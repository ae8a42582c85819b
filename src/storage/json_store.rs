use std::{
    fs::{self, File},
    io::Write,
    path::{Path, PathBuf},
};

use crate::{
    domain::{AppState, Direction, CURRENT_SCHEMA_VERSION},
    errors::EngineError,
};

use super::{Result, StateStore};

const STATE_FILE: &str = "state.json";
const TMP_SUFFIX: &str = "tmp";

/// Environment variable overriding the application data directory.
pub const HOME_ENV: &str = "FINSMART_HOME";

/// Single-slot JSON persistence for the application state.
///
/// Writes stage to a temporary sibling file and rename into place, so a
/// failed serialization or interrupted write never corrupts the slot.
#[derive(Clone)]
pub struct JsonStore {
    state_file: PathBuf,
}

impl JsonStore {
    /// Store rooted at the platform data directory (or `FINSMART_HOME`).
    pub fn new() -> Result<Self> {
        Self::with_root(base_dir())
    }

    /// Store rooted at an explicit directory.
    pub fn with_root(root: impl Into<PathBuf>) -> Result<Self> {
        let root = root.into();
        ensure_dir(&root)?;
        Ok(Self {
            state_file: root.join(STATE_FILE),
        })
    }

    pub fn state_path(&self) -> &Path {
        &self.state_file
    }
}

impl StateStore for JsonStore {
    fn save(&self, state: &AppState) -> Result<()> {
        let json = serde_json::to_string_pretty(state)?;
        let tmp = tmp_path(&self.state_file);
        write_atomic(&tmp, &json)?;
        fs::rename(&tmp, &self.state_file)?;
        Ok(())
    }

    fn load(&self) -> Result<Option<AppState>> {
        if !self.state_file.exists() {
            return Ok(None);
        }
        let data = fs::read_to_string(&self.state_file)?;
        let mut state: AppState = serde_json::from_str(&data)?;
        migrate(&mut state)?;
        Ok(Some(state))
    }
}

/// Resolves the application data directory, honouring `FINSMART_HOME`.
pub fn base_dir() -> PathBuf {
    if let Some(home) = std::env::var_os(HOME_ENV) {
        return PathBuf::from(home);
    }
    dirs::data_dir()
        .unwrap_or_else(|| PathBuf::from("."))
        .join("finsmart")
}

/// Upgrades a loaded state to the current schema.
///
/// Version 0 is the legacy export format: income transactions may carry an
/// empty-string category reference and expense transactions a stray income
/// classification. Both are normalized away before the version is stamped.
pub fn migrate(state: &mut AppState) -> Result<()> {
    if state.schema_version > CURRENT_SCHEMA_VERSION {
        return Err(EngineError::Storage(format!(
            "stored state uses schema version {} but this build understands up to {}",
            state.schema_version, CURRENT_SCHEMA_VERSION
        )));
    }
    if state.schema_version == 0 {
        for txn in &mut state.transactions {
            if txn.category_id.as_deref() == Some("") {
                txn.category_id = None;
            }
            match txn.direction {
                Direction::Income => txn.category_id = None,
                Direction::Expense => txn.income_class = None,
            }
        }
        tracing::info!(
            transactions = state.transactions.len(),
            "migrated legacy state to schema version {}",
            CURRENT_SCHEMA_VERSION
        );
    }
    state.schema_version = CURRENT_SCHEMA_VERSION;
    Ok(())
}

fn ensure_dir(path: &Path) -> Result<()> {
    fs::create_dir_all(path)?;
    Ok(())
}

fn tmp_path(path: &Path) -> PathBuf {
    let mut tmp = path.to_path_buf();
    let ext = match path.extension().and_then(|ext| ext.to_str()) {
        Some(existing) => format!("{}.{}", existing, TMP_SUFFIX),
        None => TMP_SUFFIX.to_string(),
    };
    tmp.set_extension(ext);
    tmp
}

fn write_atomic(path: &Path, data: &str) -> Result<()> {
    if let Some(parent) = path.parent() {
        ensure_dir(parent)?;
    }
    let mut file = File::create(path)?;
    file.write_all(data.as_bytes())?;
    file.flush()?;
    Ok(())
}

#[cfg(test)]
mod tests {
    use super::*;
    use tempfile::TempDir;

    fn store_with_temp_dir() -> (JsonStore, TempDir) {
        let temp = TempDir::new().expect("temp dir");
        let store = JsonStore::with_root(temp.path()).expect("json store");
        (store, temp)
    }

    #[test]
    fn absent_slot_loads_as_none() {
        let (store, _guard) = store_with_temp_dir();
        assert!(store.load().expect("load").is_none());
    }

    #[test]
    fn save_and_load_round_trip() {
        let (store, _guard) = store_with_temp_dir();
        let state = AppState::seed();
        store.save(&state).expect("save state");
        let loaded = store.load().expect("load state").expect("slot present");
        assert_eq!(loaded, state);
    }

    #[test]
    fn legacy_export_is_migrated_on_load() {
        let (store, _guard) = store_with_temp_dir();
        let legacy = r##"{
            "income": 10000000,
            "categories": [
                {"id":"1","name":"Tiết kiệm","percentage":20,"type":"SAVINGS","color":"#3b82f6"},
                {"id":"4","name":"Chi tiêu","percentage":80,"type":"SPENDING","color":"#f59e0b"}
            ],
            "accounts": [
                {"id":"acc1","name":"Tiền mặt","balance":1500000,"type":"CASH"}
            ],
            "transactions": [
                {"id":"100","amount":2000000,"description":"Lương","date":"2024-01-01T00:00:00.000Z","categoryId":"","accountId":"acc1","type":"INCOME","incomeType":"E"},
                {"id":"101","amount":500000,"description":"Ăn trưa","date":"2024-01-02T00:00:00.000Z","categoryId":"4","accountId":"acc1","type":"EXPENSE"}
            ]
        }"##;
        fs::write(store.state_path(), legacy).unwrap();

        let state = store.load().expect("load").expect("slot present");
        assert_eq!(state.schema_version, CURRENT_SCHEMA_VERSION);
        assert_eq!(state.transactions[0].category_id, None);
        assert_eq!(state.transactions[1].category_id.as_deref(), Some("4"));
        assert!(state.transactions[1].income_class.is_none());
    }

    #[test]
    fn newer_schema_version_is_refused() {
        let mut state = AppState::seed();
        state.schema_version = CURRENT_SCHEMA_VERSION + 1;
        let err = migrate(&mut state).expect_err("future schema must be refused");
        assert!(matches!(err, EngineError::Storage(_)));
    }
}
= = = =
EXERCISE OBJECTIVE:
For this listing, copy out every line that includes the word "directory".

FINISHED TASK:
/// Environment variable overriding the application data directory.
    /// Store rooted at the platform data directory (or `FINSMART_HOME`).
    /// Store rooted at an explicit directory.
/// Resolves the application data directory, honouring `FINSMART_HOME`.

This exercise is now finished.